- PROMPT
Reproduce all of the data that follows, character for character.

-*-*-

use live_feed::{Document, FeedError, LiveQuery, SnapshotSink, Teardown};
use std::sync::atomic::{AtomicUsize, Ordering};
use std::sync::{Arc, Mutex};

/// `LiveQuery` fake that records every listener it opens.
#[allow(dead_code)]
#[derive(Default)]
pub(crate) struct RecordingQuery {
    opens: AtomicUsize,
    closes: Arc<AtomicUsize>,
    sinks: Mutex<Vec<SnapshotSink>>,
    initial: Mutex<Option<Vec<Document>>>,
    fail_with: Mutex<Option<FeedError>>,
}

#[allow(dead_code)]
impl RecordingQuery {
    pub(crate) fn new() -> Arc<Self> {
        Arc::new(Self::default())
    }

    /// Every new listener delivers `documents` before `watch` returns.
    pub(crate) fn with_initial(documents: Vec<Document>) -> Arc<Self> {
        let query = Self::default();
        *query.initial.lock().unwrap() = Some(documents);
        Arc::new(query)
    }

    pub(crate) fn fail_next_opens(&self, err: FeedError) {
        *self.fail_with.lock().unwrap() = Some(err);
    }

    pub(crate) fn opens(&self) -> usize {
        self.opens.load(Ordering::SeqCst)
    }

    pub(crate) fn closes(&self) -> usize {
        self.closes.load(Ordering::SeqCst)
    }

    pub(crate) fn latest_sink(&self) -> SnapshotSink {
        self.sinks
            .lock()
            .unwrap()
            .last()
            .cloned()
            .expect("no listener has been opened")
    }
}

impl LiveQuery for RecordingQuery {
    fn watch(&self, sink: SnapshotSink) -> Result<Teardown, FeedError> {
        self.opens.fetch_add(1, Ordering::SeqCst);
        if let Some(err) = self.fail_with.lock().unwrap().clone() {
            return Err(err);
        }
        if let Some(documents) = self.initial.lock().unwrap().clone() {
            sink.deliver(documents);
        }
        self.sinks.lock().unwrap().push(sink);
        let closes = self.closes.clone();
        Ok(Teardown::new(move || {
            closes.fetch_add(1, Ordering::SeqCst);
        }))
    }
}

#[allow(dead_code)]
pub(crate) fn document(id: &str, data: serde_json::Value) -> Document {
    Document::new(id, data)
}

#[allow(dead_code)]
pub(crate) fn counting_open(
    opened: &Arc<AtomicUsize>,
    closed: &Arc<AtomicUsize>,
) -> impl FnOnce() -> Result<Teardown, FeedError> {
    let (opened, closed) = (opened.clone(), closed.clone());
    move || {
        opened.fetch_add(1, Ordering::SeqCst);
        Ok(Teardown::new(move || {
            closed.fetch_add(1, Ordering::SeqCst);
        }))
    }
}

-*-*-

- TASK SOLUTION
use live_feed::{Document, FeedError, LiveQuery, SnapshotSink, Teardown};
use std::sync::atomic::{AtomicUsize, Ordering};
use std::sync::{Arc, Mutex};

/// `LiveQuery` fake that records every listener it opens.
#[allow(dead_code)]
#[derive(Default)]
pub(crate) struct RecordingQuery {
    opens: AtomicUsize,
    closes: Arc<AtomicUsize>,
    sinks: Mutex<Vec<SnapshotSink>>,
    initial: Mutex<Option<Vec<Document>>>,
    fail_with: Mutex<Option<FeedError>>,
}

#[allow(dead_code)]
impl RecordingQuery {
    pub(crate) fn new() -> Arc<Self> {
        Arc::new(Self::default())
    }

    /// Every new listener delivers `documents` before `watch` returns.
    pub(crate) fn with_initial(documents: Vec<Document>) -> Arc<Self> {
        let query = Self::default();
        *query.initial.lock().unwrap() = Some(documents);
        Arc::new(query)
    }

    pub(crate) fn fail_next_opens(&self, err: FeedError) {
        *self.fail_with.lock().unwrap() = Some(err);
    }

    pub(crate) fn opens(&self) -> usize {
        self.opens.load(Ordering::SeqCst)
    }

    pub(crate) fn closes(&self) -> usize {
        self.closes.load(Ordering::SeqCst)
    }

    pub(crate) fn latest_sink(&self) -> SnapshotSink {
        self.sinks
            .lock()
            .unwrap()
            .last()
            .cloned()
            .expect("no listener has been opened")
    }
}

impl LiveQuery for RecordingQuery {
    fn watch(&self, sink: SnapshotSink) -> Result<Teardown, FeedError> {
        self.opens.fetch_add(1, Ordering::SeqCst);
        if let Some(err) = self.fail_with.lock().unwrap().clone() {
            return Err(err);
        }
        if let Some(documents) = self.initial.lock().unwrap().clone() {
            sink.deliver(documents);
        }
        self.sinks.lock().unwrap().push(sink);
        let closes = self.closes.clone();
        Ok(Teardown::new(move || {
            closes.fetch_add(1, Ordering::SeqCst);
        }))
    }
}

#[allow(dead_code)]
pub(crate) fn document(id: &str, data: serde_json::Value) -> Document {
    Document::new(id, data)
}

#[allow(dead_code)]
pub(crate) fn counting_open(
    opened: &Arc<AtomicUsize>,
    closed: &Arc<AtomicUsize>,
) -> impl FnOnce() -> Result<Teardown, FeedError> {
    let (opened, closed) = (opened.clone(), closed.clone());
    move || {
        opened.fetch_add(1, Ordering::SeqCst);
        Ok(Teardown::new(move || {
            closed.fetch_add(1, Ordering::SeqCst);
        }))
    }
}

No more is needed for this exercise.